Kobe Institute, Japan
Web URL: Visit the Kobe Institute website here for the full program
Start Date: 17 April 2004
End Date: 20 April 2004
Venue Kobe Institute, St. Catherine's College (University of Oxford), 53-1 Maruyama, Gomo-aza, Nada-ku, Ko
Background
In the UK and the USA it is generally recognized that between 5-10% of English speakers have unexpected difficulty learning to read despite having at least normal general intelligence; this is known as developmental dyslexia. This is a potent cause of individual misery and family distress. However, it has been argued that dyslexia is far less prevalent in Japan or China because these languages use logographic rather than alphabetic, phoneme based, scripts and do not suffer the multiplicity of irregular spellings (such as yacht for "yot") that characterize English. Indeed subjects have been found who are dyslexic in English but not in Japanese, and in Kana, the Japanese phonetic script, but not in logographic Kanji.

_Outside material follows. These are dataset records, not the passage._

impl DomainsManager {
    pub fn builder() -> DomainsManagerBuilder {
        DomainsManagerBuilder::default()
    }

    /// Endpoints of `region` for `purpose`, in priority order, minus the frozen ones.
    /// If every endpoint is frozen, the one frozen longest ago is returned alone.
    pub fn candidates(&self, region: &Region, purpose: UpPurpose, use_https: bool) -> Vec<DomainEntry> {
        let now = self.clock.now();
        let all: Vec<DomainEntry> = region
            .urls(purpose, use_https)
            .into_iter()
            .enumerate()
            .map(|(priority, url)| {
                let state = self.frozen.get(&host_key(&url)).map(|s| *s);
                DomainEntry {
                    url,
                    priority,
                    frozen_at: state.map(|s| s.frozen_at),
                    frozen_until: state.map(|s| s.frozen_until),
                }
            })
            .collect();

        let available: Vec<DomainEntry> = all
            .iter()
            .filter(|entry| entry.frozen_until.map_or(true, |until| until <= now))
            .cloned()
            .collect();
        if !available.is_empty() || all.is_empty() {
            return available;
        }

        let fallback = all
            .into_iter()
            .min_by_key(|entry| (entry.frozen_at, entry.priority));
        if let Some(entry) = &fallback {
            debug!(host = %entry.url, region = region.id(), "All endpoints frozen, using least recently frozen");
        }
        fallback.into_iter().collect()
    }

    /// Freezes the host of `url` for `duration`, starting now
    pub fn freeze(&self, url: &str, duration: Duration) {
        let now = self.clock.now();
        let state = FreezeState {
            frozen_at: now,
            frozen_until: now + chrono_duration(duration),
        };
        info!(host = url, seconds = duration.as_secs(), "Freezing endpoint");
        self.frozen.insert(host_key(url), state);
    }

    /// Freezes for the manager's default duration
    pub fn freeze_default(&self, url: &str) {
        self.freeze(url, self.freeze_duration);
    }

    pub fn unfreeze(&self, url: &str) {
        self.frozen.remove(&host_key(url));
    }

    pub fn is_frozen(&self, url: &str) -> bool {
        let now = self.clock.now();
        self.frozen
            .get(&host_key(url))
            .map_or(false, |state| state.frozen_until > now)
    }

    pub fn freeze_duration(&self) -> Duration {
        self.freeze_duration
    }

    pub fn clock(&self) -> &Arc<dyn Clock> {
        &self.clock
    }

    /// Resolves the host of `url`, with the URL's port (or the scheme default) applied
    pub async fn resolve(&self, url: &str) -> Result<Vec<SocketAddr>> {
        let parsed = url::Url::parse(url).map_err(|e| UploadError::EndpointUnresolved {
            host: url.to_string(),
            message: e.to_string(),
        })?;
        let host = parsed
            .host_str()
            .ok_or_else(|| UploadError::EndpointUnresolved {
                host: url.to_string(),
                message: "URL has no host".to_string(),
            })?
            .trim_start_matches('[')
            .trim_end_matches(']')
            .to_string();
        let port = parsed.port_or_known_default().unwrap_or(80);

        let addrs = self.resolve_host(&host).await?;
        Ok(addrs.into_iter().map(|ip| SocketAddr::new(ip, port)).collect())
    }

    /// Resolves a bare host name through the cache
    pub async fn resolve_host(&self, host: &str) -> Result<Vec<IpAddr>> {
        if let Ok(ip) = host.parse::<IpAddr>() {
            return Ok(vec![ip]);
        }

        let now = self.clock.now();
        let lifetime = chrono_duration(self.resolutions_cache_lifetime);
        if let Some(cached) = self.resolutions.get(host) {
            if cached.cached_at + lifetime > now {
                return Ok(cached.addrs.clone());
            }
        }

        let mut last_error = String::new();
        for attempt in 0..=self.resolve_retries {
            match tokio::net::lookup_host((host, 0)).await {
                Ok(addrs) => {
                    let mut ips: Vec<IpAddr> = Vec::new();
                    for addr in addrs {
                        if !ips.contains(&addr.ip()) {
                            ips.push(addr.ip());
                        }
                    }
                    if ips.is_empty() {
                        last_error = "no addresses returned".to_string();
                        continue;
                    }
                    self.resolutions.insert(
                        host.to_string(),
                        CachedResolution {
                            addrs: ips.clone(),
                            cached_at: self.clock.now(),
                        },
                    );
                    return Ok(ips);
                }
                Err(e) => {
                    debug!(host = host, attempt = attempt, error = %e, "DNS lookup failed");
                    last_error = e.to_string();
                }
            }
        }

        warn!(host = host, error = %last_error, "Giving up resolving endpoint");
        Err(UploadError::EndpointUnresolved {
            host: host.to_string(),
            message: last_error,
        })
    }

    /// Drops a cached resolution so the next lookup goes to DNS
    pub fn forget_resolution(&self, host: &str) {
        self.resolutions.remove(host);
    }

    pub fn snapshot(&self) -> DomainsSnapshot {
        DomainsSnapshot {
            frozen: self
                .frozen
                .iter()
                .map(|entry| FrozenHost {
                    host: entry.key().clone(),
                    frozen_at: entry.frozen_at,
                    frozen_until: entry.frozen_until,
                })
                .collect(),
            resolutions: self
                .resolutions
                .iter()
                .map(|entry| ResolvedHost {
                    host: entry.key().clone(),
                    addrs: entry.addrs.clone(),
                    cached_at: entry.cached_at,
                })
                .collect(),
        }
    }

    /// Writes freeze state and resolutions to the sink. Without a sink this does nothing.
    pub fn persist(&self) -> Result<()> {
        match &self.sink {
            Some(sink) => sink.save(&self.snapshot()),
            None => Ok(()),
        }
    }

    /// Merges the sink's snapshot into memory, skipping entries that already expired
    pub fn load(&self) -> Result<()> {
        let Some(sink) = &self.sink else {
            return Ok(());
        };
        let Some(snapshot) = sink.load()? else {
            return Ok(());
        };

        let now = self.clock.now();
        let lifetime = chrono_duration(self.resolutions_cache_lifetime);
        for frozen in snapshot.frozen {
            if frozen.frozen_until > now {
                self.frozen.insert(
                    frozen.host,
                    FreezeState {
                        frozen_at: frozen.frozen_at,
                        frozen_until: frozen.frozen_until,
                    },
                );
            }
        }
        for resolved in snapshot.resolutions {
            if resolved.cached_at + lifetime > now && !resolved.addrs.is_empty() {
                self.resolutions.insert(
                    resolved.host,
                    CachedResolution {
                        addrs: resolved.addrs,
                        cached_at: resolved.cached_at,
                    },
                );
            }
        }
        Ok(())
    }

    /// Persists every `interval` for as long as the manager is alive
    pub fn spawn_auto_persist(self: &Arc<Self>, interval: Duration) -> Option<JoinHandle<()>> {
        if self.sink.is_none() || interval.is_zero() {
            return None;
        }
        let weak: Weak<Self> = Arc::downgrade(self);
        Some(tokio::spawn(async move {
            let mut ticker = tokio::time::interval(interval);
            // the first tick completes immediately
            ticker.tick().await;
            loop {
                ticker.tick().await;
                let Some(manager) = weak.upgrade() else {
                    break;
                };
                if let Err(e) = manager.persist() {
                    warn!(error = %e, "Failed to persist domain state");
                }
            }
        }))
    }
}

However recent genetic, neuropathological, physiological and brain imaging studies have shown that developmental dyslexia results from impaired development of auditory, visual, and motor aspects of basic brain function that are likely to be as common in Japan as in the UK. Hence we may have to revise the assumption that dyslexia is far less common in Japan, design studies to determine how prevalent it actually is in Japan, and also consider the possibility that the brain differences might manifest in rather different ways.

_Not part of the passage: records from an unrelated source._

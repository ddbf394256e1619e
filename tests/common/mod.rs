//! In-memory object storage speaking the form, `mkblk`/`mkfile` and uplog protocols.

#![allow(dead_code)]

use async_trait::async_trait;
use base64::engine::general_purpose::URL_SAFE;
use base64::Engine as _;
use bytes::Bytes;
use resumable_uploader::config::Config;
use resumable_uploader::credential::Credential;
use resumable_uploader::error::HttpError;
use resumable_uploader::etag::{block_checksum, etag_of_bytes};
use resumable_uploader::http::{Body, HttpCaller, Request, Response};
use resumable_uploader::region::Region;
use resumable_uploader::upload::{FileRecordStore, UploadManager, UploadManagerBuilder};
use resumable_uploader::upload_token::UploadToken;
use serde_json::{json, Map, Value};
use std::collections::HashMap;
use std::path::Path;
use std::sync::atomic::{AtomicUsize, Ordering};
use std::sync::{Arc, Mutex};
use std::time::Duration;

pub const HOST_A: &str = "http://up-a.test";
pub const HOST_B: &str = "http://up-b.test";

#[derive(Default)]
struct State {
    blocks: HashMap<String, Bytes>,
    objects: HashMap<String, Bytes>,
    /// host -> status every request to it is answered with
    broken_hosts: HashMap<String, u16>,
    /// `mkblk` calls still allowed before every further one gets a 400
    mkblk_budget: Option<usize>,
    expire_next_mkfile: bool,
    corrupt_checksums: bool,
    requests: Vec<(String, String)>,
    /// Scope of every token presented, in arrival order
    scopes: Vec<String>,
    uplog_delay: Option<Duration>,
    /// Lines received on the uplog route
    uplog_lines: Vec<String>,
}

#[derive(Default)]
pub struct MockStorage {
    state: Mutex<State>,
    next_ctx: AtomicUsize,
    pub form_calls: AtomicUsize,
    pub mkblk_calls: AtomicUsize,
    pub mkfile_calls: AtomicUsize,
    pub uplog_calls: AtomicUsize,
}

impl MockStorage {
    pub fn new() -> Arc<Self> {
        Arc::new(Self::default())
    }

    pub fn break_host(&self, host: &str, status: u16) {
        self.state.lock().unwrap().broken_hosts.insert(host_of(host), status);
    }

    pub fn allow_mkblk(&self, count: Option<usize>) {
        self.state.lock().unwrap().mkblk_budget = count;
    }

    pub fn expire_next_mkfile(&self) {
        self.state.lock().unwrap().expire_next_mkfile = true;
    }

    pub fn corrupt_checksums(&self) {
        self.state.lock().unwrap().corrupt_checksums = true;
    }

    /// Holds every uplog request this long before answering
    pub fn delay_uplog(&self, delay: Duration) {
        self.state.lock().unwrap().uplog_delay = Some(delay);
    }

    pub fn uplog_lines(&self) -> Vec<String> {
        self.state.lock().unwrap().uplog_lines.clone()
    }

    pub fn scopes(&self) -> Vec<String> {
        self.state.lock().unwrap().scopes.clone()
    }

    pub fn object(&self, key: &str) -> Option<Bytes> {
        self.state.lock().unwrap().objects.get(key).cloned()
    }

    /// Requests seen, as `(host, path)`
    pub fn requests(&self) -> Vec<(String, String)> {
        self.state.lock().unwrap().requests.clone()
    }

    pub fn requests_to(&self, host: &str) -> usize {
        let host = host_of(host);
        self.requests().iter().filter(|(h, _)| *h == host).count()
    }

    /// Successful exchanges of every kind
    pub fn exchanges(&self) -> usize {
        self.form_calls.load(Ordering::SeqCst)
            + self.mkblk_calls.load(Ordering::SeqCst)
            + self.mkfile_calls.load(Ordering::SeqCst)
    }

    fn form(&self, request: &Request) -> Response {
        let Body::Form(form) = &request.body else {
            return error(400, "expected multipart form");
        };
        let Some(token) = form.field("token") else {
            return error(401, "missing token");
        };
        let Some(file) = &form.file else {
            return error(400, "missing file");
        };
        let hash = etag_of_bytes(&file.data);
        let key = form.field("key").map(str::to_string).unwrap_or_else(|| hash.clone());
        if !self.admits(token, &key) {
            return error(403, "key outside token scope");
        }

        let corrupt = {
            let mut state = self.state.lock().unwrap();
            state.objects.insert(key.clone(), file.data.clone());
            state.corrupt_checksums
        };
        self.form_calls.fetch_add(1, Ordering::SeqCst);
        let hash = if corrupt {
            etag_of_bytes(b"something else")
        } else {
            hash
        };

        let mut body = Map::new();
        body.insert("key".to_string(), json!(key));
        body.insert("hash".to_string(), json!(hash));
        body.insert("fsize".to_string(), json!(file.data.len()));
        for (name, value) in &form.fields {
            if name.starts_with("x:") || name.starts_with("x-qn-meta-") {
                body.insert(name.clone(), json!(value));
            }
        }
        Response::new(200, Value::Object(body).to_string())
    }

    fn mkblk(&self, request: &Request, host: &str, size: &str) -> Response {
        if !request
            .header_value("Authorization")
            .is_some_and(|auth| auth.starts_with("UpToken "))
        {
            return error(401, "missing upload token");
        }
        let Body::Bytes(data) = &request.body else {
            return error(400, "expected block bytes");
        };
        if size.parse::<usize>().ok() != Some(data.len()) {
            return error(400, "block size mismatch");
        }

        let ctx = format!("ctx-{}", self.next_ctx.fetch_add(1, Ordering::SeqCst));
        let corrupt = {
            let mut state = self.state.lock().unwrap();
            if let Some(budget) = state.mkblk_budget.as_mut() {
                if *budget == 0 {
                    return error(400, "block rejected");
                }
                *budget -= 1;
            }
            state.blocks.insert(ctx.clone(), data.clone());
            state.corrupt_checksums
        };
        self.mkblk_calls.fetch_add(1, Ordering::SeqCst);

        let checksum = if corrupt {
            block_checksum(b"something else")
        } else {
            block_checksum(data)
        };
        let body = json!({
            "ctx": ctx,
            "checksum": checksum,
            "crc32": 0,
            "offset": data.len(),
            "host": format!("http://{}", host),
            "expired_at": chrono::Utc::now().timestamp() + 86_400,
        });
        Response::new(200, body.to_string())
    }

    fn mkfile(&self, request: &Request, segments: &[&str]) -> Response {
        let Some(size) = segments.first().and_then(|size| size.parse::<usize>().ok()) else {
            return error(400, "bad size");
        };
        let mut params = HashMap::new();
        for pair in segments[1..].chunks(2) {
            let [name, value] = pair else {
                return error(400, "odd mkfile path");
            };
            let Ok(decoded) = URL_SAFE.decode(value) else {
                return error(400, "bad base64 in mkfile path");
            };
            params.insert(name.to_string(), String::from_utf8_lossy(&decoded).into_owned());
        }
        let Body::Bytes(body) = &request.body else {
            return error(400, "expected contexts");
        };
        let token = request
            .header_value("Authorization")
            .and_then(|auth| auth.strip_prefix("UpToken "))
            .unwrap_or_default()
            .to_string();
        let scoped_key = params.get("key").cloned().unwrap_or_default();
        if !self.admits(&token, &scoped_key) {
            return error(403, "key outside token scope");
        }

        let mut state = self.state.lock().unwrap();
        if state.expire_next_mkfile {
            state.expire_next_mkfile = false;
            return error(701, "context expired");
        }
        let mut content = Vec::with_capacity(size);
        let contexts = String::from_utf8_lossy(body).into_owned();
        for ctx in contexts.split(',').filter(|ctx| !ctx.is_empty()) {
            let Some(block) = state.blocks.get(ctx) else {
                return error(701, "unknown context");
            };
            content.extend_from_slice(block);
        }
        if content.len() != size {
            return error(400, "assembled size mismatch");
        }

        let hash = etag_of_bytes(&content);
        let key = params.get("key").cloned().unwrap_or_else(|| hash.clone());
        state.objects.insert(key.clone(), Bytes::from(content));
        drop(state);
        self.mkfile_calls.fetch_add(1, Ordering::SeqCst);

        let mut response = Map::new();
        response.insert("key".to_string(), json!(key));
        response.insert("hash".to_string(), json!(hash));
        response.insert("fsize".to_string(), json!(size));
        for (name, value) in params {
            if name != "key" {
                response.insert(name, json!(value));
            }
        }
        Response::new(200, Value::Object(response).to_string())
    }

    /// Records the token's scope and checks `key` against it
    fn admits(&self, token: &str, key: &str) -> bool {
        let Ok(token) = UploadToken::parse(token) else {
            return false;
        };
        let policy = token.policy();
        self.state.lock().unwrap().scopes.push(policy.scope().to_string());
        match policy.key() {
            None => true,
            Some(prefix) if policy.is_prefixal_scope() => key.starts_with(prefix),
            Some(exact) => key == exact,
        }
    }

    async fn uplog(&self, request: &Request) -> Response {
        let delay = self.state.lock().unwrap().uplog_delay;
        if let Some(delay) = delay {
            tokio::time::sleep(delay).await;
        }
        let Body::Bytes(body) = &request.body else {
            return error(400, "expected log lines");
        };
        let lines = String::from_utf8_lossy(body);
        self.state
            .lock()
            .unwrap()
            .uplog_lines
            .extend(lines.lines().map(str::to_string));
        self.uplog_calls.fetch_add(1, Ordering::SeqCst);
        Response::new(200, "{}")
    }
}

#[async_trait]
impl HttpCaller for MockStorage {
    async fn call(&self, request: &Request) -> Result<Response, HttpError> {
        let host = host_of(&request.url);
        let path = request.path().to_string();
        let broken = {
            let mut state = self.state.lock().unwrap();
            state.requests.push((host.clone(), path.clone()));
            state.broken_hosts.get(&host).copied()
        };
        if let Some(status) = broken {
            return Ok(error(status, "host is down"));
        }

        let segments: Vec<&str> = path.trim_start_matches('/').split('/').collect();
        let response = match segments.as_slice() {
            [""] => self.form(request),
            ["mkblk", size] => self.mkblk(request, &host, size),
            ["mkfile", rest @ ..] => self.mkfile(request, rest),
            ["log", "3"] => self.uplog(request).await,
            _ => error(404, "no such route"),
        };
        Ok(response)
    }
}

fn error(status: u16, message: &str) -> Response {
    Response::new(status, json!({ "error": message }).to_string())
}

fn host_of(url: &str) -> String {
    url.split_once("://")
        .map_or(url, |(_, rest)| rest)
        .split('/')
        .next()
        .unwrap_or_default()
        .to_string()
}

pub fn region() -> Region {
    Region::custom(
        "mock",
        vec![HOST_A.to_string(), HOST_B.to_string()],
        vec![HOST_A.to_string(), HOST_B.to_string()],
    )
}

/// Test config: mock region, no DNS, no delays, no uplog, records under `dir`
pub fn config(dir: &Path) -> resumable_uploader::config::ConfigBuilder {
    Config::builder()
        .regions(vec![region()])
        .url_resolution(false)
        .retry_delay(Duration::ZERO)
        .uplog_enabled(false)
        .record_root(dir.join("records"))
}

pub fn manager_builder(config: Config, storage: &Arc<MockStorage>) -> UploadManagerBuilder {
    let records = FileRecordStore::new(config.record_root());
    UploadManager::builder(config)
        .caller(Arc::clone(storage) as Arc<dyn HttpCaller>)
        .record_store(Arc::new(records))
}

pub fn manager(config: Config, storage: &Arc<MockStorage>) -> UploadManager {
    manager_builder(config, storage).build().unwrap()
}

pub fn credential() -> Credential {
    Credential::new("test-access-key", "test-secret-key")
}

pub fn token(bucket: &str) -> UploadToken {
    UploadToken::for_bucket(bucket, &credential(), &Config::default()).unwrap()
}

/// Deterministic pseudo-random content
pub fn content(size: usize, seed: u64) -> Vec<u8> {
    let mut state = seed.wrapping_mul(6364136223846793005).wrapping_add(1442695040888963407);
    (0..size)
        .map(|_| {
            state = state
                .wrapping_mul(6364136223846793005)
                .wrapping_add(1442695040888963407);
            (state >> 33) as u8
        })
        .collect()
}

This Oxford-Kobe symposium will bring experts on the biological and psychological basis of dyslexia in European languages together with the growing community of Japanese researchers interested in dyslexia in Japan, to share our knowledge. We aim to include influential policy makers and educationalists to kindle interest and disseminate recent findings about dyslexia to the wider community in Japan. We anticipate that this 2004 symposium will kindle enough interest in Japan to promote subsequent series of symposia in this field.